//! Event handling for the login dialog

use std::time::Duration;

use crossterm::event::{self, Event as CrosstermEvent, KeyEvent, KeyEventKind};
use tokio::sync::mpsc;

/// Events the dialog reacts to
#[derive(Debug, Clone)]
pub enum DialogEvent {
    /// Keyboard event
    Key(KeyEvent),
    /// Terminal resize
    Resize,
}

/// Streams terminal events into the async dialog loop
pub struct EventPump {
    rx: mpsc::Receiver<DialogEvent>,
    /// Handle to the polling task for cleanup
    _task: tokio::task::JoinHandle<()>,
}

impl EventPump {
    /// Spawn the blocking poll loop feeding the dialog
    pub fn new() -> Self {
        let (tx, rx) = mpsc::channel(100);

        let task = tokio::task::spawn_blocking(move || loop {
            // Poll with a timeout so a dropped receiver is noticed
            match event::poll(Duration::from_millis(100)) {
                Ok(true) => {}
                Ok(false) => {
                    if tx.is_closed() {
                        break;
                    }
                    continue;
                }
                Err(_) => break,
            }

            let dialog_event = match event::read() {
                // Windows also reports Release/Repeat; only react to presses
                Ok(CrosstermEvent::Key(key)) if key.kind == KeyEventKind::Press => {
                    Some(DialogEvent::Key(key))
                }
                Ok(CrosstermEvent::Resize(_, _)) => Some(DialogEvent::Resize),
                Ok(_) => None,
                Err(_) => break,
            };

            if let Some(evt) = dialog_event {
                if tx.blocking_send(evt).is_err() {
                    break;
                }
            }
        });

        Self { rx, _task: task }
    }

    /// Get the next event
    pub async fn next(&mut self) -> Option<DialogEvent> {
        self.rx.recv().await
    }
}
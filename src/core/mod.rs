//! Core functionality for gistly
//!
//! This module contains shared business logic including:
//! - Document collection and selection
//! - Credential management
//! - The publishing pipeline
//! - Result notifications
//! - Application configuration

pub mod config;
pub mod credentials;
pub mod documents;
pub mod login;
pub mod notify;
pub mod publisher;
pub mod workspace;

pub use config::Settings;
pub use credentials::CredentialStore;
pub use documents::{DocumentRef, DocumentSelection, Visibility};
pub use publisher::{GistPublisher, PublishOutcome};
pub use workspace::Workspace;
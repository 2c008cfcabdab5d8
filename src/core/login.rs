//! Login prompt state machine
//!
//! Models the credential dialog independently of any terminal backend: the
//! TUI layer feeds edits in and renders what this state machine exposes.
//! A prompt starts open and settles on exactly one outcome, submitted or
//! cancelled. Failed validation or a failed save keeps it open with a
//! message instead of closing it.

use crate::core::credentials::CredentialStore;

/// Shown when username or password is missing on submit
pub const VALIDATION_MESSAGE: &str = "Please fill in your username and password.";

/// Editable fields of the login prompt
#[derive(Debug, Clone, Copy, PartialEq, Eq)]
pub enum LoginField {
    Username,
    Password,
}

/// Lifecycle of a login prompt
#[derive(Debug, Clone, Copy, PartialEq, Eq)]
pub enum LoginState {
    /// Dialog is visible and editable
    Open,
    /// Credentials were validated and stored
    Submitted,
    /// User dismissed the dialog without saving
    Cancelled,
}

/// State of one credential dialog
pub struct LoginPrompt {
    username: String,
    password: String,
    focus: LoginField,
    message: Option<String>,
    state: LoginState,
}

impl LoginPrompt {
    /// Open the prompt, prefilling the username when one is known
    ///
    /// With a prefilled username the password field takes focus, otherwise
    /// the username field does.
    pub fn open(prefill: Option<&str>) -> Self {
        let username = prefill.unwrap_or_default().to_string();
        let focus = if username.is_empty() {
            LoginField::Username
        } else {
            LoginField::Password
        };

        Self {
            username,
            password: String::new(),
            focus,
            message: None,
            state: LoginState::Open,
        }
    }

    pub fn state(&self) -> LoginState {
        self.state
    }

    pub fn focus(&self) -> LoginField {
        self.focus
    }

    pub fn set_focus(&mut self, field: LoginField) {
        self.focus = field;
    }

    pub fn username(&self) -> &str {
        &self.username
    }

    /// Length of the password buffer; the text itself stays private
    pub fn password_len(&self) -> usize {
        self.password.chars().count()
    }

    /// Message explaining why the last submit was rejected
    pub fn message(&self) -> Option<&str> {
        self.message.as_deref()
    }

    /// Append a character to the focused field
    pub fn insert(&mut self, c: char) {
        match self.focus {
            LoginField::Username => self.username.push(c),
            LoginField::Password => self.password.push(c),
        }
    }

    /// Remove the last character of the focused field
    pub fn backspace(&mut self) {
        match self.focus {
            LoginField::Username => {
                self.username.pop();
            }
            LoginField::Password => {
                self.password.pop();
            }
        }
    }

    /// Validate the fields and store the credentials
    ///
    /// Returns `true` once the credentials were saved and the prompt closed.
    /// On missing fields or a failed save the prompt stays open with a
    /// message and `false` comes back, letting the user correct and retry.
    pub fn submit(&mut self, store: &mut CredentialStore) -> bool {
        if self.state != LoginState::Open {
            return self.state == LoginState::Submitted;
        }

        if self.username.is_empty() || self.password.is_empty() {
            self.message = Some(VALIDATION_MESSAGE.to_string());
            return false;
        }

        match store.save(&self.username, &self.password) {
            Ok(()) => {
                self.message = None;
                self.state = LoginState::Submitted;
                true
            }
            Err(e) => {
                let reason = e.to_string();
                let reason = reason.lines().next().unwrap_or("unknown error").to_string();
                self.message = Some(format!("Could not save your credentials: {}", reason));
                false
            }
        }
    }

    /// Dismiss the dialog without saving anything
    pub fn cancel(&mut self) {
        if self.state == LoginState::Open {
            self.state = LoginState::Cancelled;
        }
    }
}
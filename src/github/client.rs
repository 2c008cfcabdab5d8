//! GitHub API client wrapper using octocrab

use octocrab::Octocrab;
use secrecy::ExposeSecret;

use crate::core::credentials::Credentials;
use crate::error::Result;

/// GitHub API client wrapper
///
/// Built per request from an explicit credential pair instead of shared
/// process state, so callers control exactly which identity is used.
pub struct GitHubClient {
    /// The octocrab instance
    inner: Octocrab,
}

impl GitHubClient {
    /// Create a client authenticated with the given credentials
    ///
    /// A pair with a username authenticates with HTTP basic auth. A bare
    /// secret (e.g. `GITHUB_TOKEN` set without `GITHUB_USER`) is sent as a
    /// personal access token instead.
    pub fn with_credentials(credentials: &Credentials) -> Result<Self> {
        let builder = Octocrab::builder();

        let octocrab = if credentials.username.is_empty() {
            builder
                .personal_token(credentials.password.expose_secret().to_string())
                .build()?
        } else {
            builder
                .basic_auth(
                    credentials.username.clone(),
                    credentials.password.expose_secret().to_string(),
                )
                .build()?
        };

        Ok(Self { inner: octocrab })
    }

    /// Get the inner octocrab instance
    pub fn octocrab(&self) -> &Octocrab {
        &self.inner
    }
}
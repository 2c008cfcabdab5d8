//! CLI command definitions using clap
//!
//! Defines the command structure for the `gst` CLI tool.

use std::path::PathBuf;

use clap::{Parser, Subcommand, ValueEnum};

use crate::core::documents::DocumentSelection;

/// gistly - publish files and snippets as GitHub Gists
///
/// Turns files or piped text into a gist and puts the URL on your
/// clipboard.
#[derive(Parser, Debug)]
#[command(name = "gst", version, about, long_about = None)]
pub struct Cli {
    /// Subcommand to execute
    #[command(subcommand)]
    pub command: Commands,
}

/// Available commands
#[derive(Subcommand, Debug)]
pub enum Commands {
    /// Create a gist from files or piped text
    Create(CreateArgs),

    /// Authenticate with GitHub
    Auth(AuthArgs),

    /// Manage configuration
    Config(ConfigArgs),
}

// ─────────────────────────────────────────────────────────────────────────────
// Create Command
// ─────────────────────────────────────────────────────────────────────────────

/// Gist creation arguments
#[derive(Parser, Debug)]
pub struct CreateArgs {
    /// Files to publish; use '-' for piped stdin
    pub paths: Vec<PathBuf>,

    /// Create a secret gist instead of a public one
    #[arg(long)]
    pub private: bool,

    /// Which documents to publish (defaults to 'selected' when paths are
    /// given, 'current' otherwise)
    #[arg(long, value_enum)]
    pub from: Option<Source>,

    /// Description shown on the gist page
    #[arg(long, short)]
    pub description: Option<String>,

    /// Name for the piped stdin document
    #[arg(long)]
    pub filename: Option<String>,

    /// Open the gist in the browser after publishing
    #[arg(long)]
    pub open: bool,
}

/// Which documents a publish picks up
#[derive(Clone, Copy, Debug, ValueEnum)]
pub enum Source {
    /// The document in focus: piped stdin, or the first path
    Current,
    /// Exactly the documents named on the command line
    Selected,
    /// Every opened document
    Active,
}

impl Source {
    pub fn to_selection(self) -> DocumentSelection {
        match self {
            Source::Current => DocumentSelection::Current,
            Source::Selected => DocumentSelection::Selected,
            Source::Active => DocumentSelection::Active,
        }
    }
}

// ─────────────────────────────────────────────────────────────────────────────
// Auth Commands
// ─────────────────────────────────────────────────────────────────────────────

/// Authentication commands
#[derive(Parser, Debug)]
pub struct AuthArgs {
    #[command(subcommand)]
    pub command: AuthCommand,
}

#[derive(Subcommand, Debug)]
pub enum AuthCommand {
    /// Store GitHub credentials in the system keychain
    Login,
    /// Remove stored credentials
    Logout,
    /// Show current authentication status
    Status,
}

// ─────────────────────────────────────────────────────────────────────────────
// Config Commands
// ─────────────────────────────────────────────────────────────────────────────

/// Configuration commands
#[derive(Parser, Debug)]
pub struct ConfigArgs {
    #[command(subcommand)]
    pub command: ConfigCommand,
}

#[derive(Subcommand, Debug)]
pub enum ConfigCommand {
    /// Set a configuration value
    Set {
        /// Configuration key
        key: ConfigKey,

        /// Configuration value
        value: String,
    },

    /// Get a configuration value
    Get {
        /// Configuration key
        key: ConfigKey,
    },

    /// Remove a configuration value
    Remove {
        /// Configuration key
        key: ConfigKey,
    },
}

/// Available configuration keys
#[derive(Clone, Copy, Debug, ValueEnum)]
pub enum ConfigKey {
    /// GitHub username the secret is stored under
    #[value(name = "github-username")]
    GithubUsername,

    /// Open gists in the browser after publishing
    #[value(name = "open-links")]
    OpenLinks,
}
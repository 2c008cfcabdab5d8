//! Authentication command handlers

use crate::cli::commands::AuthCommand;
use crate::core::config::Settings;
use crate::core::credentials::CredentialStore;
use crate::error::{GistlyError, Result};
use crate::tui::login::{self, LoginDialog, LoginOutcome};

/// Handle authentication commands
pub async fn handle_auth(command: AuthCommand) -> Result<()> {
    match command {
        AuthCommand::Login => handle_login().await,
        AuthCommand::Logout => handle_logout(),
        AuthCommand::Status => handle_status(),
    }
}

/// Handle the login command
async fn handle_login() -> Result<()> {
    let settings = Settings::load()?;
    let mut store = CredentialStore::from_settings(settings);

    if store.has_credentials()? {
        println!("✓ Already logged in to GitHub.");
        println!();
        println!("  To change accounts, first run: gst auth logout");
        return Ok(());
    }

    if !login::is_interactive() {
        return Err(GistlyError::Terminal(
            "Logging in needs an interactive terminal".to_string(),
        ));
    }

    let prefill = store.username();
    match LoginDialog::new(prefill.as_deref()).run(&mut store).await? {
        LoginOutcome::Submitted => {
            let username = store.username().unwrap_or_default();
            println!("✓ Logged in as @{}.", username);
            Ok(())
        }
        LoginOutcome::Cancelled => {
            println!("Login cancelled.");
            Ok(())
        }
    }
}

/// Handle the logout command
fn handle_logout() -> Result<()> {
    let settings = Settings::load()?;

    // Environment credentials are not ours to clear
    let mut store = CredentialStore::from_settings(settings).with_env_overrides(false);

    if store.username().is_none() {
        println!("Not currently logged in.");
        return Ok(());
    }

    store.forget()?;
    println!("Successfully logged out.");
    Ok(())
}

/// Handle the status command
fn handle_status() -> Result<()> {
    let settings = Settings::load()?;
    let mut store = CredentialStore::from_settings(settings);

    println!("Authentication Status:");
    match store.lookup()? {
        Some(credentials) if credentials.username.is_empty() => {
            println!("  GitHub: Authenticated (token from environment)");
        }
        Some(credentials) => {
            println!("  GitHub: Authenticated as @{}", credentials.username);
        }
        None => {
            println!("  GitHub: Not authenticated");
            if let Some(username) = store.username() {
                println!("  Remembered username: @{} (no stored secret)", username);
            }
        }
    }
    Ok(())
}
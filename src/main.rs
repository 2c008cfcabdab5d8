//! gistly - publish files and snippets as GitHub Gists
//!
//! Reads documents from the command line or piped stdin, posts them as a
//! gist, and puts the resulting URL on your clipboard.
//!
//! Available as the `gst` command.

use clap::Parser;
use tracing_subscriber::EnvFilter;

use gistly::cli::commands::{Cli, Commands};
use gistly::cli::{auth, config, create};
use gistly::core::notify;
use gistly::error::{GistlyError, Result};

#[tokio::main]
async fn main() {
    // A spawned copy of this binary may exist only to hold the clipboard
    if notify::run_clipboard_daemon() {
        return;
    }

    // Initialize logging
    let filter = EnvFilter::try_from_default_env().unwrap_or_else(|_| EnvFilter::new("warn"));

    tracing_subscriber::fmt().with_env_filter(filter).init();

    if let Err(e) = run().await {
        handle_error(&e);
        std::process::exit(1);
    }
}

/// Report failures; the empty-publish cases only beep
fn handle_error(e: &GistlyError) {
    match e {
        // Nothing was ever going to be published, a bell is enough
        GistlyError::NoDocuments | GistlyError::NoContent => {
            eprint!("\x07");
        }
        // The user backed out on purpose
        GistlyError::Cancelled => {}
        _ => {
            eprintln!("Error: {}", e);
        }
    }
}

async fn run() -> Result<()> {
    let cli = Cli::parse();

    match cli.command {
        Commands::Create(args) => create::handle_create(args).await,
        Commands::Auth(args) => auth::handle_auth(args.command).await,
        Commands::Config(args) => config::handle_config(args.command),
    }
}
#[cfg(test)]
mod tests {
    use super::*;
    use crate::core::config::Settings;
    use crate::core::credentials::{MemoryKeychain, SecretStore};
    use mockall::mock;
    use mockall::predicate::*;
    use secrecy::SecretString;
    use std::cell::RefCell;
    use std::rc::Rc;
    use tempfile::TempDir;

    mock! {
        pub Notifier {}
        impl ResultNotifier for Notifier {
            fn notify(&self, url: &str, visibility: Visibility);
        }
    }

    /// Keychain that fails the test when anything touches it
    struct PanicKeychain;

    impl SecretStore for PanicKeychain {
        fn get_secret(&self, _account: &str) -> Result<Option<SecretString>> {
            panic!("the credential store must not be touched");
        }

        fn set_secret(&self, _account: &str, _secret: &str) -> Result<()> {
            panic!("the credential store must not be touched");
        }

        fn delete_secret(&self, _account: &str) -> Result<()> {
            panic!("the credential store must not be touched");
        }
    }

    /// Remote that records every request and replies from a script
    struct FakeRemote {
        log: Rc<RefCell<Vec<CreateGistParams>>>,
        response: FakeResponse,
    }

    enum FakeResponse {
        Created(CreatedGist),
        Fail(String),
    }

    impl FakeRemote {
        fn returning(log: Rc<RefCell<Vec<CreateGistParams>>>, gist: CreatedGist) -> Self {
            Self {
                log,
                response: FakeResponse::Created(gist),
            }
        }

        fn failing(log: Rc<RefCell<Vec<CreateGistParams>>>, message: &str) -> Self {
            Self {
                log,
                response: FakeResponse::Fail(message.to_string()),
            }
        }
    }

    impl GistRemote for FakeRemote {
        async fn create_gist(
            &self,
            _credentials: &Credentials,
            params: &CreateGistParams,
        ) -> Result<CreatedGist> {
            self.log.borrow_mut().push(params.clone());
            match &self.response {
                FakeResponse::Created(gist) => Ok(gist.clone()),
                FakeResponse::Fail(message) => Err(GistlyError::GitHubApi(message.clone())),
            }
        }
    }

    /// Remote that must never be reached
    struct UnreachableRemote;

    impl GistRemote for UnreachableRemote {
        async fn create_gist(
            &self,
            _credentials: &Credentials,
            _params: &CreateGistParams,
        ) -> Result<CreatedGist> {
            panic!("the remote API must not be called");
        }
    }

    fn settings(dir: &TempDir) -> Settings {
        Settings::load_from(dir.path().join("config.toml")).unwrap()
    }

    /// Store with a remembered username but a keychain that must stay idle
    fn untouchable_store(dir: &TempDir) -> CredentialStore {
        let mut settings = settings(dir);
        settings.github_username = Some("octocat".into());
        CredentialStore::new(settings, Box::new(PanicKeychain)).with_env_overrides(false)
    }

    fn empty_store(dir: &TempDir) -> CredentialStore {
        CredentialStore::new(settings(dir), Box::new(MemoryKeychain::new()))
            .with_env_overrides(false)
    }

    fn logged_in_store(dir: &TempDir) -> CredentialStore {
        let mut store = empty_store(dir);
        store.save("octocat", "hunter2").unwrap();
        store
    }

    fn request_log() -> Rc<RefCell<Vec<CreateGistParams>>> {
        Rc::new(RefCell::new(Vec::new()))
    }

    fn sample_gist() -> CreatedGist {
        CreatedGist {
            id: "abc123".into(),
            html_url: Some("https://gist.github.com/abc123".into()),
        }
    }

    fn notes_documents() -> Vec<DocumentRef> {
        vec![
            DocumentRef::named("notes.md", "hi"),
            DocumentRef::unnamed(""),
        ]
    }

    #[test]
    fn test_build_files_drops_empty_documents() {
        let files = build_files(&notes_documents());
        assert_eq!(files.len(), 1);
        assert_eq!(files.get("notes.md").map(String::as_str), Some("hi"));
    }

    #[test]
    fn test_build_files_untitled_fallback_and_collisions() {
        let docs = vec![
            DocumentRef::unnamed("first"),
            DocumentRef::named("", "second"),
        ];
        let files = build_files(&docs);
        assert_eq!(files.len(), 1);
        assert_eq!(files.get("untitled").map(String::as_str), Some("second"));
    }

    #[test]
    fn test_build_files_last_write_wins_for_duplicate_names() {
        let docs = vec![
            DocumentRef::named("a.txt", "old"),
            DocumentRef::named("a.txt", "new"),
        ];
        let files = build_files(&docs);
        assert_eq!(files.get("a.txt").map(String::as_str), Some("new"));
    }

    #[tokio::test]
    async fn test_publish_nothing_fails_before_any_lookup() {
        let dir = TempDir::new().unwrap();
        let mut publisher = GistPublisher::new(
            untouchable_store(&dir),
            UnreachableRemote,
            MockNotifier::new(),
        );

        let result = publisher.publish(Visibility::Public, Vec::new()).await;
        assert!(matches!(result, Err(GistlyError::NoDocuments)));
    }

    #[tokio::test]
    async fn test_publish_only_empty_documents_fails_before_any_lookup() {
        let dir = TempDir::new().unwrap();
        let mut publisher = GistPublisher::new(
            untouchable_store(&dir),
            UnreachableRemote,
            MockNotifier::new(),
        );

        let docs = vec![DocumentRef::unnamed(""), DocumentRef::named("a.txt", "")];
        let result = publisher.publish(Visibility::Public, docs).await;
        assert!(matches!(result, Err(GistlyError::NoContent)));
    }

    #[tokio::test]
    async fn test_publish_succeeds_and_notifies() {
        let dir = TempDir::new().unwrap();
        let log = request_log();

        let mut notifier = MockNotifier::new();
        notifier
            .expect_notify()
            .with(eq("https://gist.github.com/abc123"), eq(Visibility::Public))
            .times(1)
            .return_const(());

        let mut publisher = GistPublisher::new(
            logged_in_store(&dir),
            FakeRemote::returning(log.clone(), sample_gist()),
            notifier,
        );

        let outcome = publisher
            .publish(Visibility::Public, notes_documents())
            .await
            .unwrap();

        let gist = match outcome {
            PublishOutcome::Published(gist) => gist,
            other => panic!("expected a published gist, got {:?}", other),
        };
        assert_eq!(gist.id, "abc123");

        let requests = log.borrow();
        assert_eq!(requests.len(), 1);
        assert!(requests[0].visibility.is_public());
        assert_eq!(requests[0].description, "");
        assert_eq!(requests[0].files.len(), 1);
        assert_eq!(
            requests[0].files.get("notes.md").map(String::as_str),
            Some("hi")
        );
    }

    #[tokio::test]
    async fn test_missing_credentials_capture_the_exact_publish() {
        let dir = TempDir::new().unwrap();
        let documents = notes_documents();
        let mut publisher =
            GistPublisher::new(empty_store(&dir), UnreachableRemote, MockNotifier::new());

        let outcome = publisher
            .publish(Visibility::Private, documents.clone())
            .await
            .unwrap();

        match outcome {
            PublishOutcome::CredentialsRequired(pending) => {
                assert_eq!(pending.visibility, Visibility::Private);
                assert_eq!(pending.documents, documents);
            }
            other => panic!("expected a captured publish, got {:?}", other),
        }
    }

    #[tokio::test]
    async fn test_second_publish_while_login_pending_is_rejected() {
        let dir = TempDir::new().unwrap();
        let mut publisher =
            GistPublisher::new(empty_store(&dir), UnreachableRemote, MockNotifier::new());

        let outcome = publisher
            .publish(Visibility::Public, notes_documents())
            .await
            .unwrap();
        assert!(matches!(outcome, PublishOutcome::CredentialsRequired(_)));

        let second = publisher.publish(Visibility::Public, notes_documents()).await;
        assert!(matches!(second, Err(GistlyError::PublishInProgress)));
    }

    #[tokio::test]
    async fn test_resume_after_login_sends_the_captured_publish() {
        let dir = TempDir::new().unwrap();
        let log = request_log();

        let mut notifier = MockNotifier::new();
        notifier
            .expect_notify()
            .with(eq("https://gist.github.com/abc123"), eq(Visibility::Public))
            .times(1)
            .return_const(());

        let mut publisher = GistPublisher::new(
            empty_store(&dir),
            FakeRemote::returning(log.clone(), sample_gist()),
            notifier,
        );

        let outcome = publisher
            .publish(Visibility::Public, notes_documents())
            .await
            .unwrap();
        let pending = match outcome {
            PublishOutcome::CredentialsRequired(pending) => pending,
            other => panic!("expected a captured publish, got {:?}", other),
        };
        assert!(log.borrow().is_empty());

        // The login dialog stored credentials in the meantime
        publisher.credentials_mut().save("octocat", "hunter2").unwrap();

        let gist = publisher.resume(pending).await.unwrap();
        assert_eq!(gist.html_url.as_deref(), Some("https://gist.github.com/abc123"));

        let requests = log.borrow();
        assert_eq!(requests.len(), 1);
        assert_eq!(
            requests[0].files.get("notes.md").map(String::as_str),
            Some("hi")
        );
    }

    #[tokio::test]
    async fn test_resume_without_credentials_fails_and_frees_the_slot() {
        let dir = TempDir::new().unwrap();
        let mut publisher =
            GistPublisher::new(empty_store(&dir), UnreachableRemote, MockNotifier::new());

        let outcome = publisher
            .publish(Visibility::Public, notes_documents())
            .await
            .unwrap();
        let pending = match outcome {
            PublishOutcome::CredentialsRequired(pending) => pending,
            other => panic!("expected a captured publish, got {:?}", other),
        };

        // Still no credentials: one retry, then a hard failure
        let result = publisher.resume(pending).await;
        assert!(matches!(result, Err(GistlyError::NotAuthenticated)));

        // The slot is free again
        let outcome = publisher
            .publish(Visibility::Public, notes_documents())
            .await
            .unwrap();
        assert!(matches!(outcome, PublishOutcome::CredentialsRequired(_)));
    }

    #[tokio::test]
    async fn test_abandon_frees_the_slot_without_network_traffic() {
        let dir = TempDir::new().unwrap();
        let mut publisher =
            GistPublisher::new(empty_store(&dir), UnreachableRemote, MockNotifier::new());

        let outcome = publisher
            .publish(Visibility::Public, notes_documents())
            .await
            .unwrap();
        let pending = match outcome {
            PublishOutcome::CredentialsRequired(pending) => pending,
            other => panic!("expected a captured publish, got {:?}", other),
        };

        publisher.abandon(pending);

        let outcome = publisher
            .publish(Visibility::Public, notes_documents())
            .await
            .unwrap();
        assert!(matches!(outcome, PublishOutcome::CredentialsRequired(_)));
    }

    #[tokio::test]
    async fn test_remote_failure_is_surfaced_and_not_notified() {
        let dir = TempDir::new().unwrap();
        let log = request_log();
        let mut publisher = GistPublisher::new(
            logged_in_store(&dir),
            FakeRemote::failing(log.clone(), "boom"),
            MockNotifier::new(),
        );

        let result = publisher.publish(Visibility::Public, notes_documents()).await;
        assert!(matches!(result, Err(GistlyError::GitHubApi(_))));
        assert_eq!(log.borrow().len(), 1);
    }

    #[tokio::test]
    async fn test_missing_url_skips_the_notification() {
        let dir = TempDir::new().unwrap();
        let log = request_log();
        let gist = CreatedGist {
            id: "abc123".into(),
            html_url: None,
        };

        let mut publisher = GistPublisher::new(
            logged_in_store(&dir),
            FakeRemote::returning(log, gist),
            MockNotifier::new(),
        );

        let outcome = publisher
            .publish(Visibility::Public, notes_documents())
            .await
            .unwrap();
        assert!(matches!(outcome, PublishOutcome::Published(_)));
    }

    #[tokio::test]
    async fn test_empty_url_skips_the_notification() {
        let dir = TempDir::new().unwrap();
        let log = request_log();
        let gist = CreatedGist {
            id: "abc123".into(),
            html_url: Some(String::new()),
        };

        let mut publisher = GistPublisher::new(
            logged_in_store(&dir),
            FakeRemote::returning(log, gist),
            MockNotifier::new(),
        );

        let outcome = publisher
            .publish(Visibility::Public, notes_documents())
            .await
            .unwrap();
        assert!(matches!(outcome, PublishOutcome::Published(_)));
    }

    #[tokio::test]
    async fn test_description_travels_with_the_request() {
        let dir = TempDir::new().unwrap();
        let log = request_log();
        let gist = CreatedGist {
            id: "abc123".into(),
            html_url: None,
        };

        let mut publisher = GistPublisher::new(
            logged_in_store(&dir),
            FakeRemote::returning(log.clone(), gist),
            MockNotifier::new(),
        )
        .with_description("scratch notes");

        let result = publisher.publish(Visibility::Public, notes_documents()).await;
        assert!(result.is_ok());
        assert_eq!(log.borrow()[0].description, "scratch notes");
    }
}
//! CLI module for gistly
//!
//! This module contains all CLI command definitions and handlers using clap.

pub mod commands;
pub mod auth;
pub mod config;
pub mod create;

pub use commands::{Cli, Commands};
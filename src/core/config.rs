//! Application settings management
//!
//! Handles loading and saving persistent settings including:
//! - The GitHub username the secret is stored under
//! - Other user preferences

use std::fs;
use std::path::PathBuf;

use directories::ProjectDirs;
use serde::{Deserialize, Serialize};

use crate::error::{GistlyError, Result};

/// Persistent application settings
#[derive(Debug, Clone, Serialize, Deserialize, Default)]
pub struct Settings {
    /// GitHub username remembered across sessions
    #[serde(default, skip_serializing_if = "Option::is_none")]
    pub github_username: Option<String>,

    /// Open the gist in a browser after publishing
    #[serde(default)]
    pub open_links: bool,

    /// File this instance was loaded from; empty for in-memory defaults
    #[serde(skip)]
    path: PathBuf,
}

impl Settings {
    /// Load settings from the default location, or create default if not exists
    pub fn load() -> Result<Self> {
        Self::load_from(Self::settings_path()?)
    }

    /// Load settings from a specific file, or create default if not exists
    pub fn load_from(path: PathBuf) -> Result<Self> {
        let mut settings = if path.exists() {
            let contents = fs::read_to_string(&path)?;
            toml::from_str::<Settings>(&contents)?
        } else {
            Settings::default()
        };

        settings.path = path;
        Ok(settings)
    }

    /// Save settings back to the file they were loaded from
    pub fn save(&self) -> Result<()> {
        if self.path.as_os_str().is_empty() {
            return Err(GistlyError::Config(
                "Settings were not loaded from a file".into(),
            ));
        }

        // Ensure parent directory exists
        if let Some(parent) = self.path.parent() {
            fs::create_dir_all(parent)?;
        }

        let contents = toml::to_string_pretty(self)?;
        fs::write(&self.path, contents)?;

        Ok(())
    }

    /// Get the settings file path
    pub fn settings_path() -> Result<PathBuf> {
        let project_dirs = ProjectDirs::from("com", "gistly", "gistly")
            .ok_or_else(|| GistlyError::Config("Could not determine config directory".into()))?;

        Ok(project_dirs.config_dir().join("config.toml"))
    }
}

+++

=== EXERCISE AIM ===
When a line in the material above includes "Could", report that line by copying it.

=== SOLUTION TO THE PROBLEM ===
                self.message = Some(format!("Could not save your credentials: {}", reason));
            .ok_or_else(|| GistlyError::Config("Could not determine config directory".into()))?;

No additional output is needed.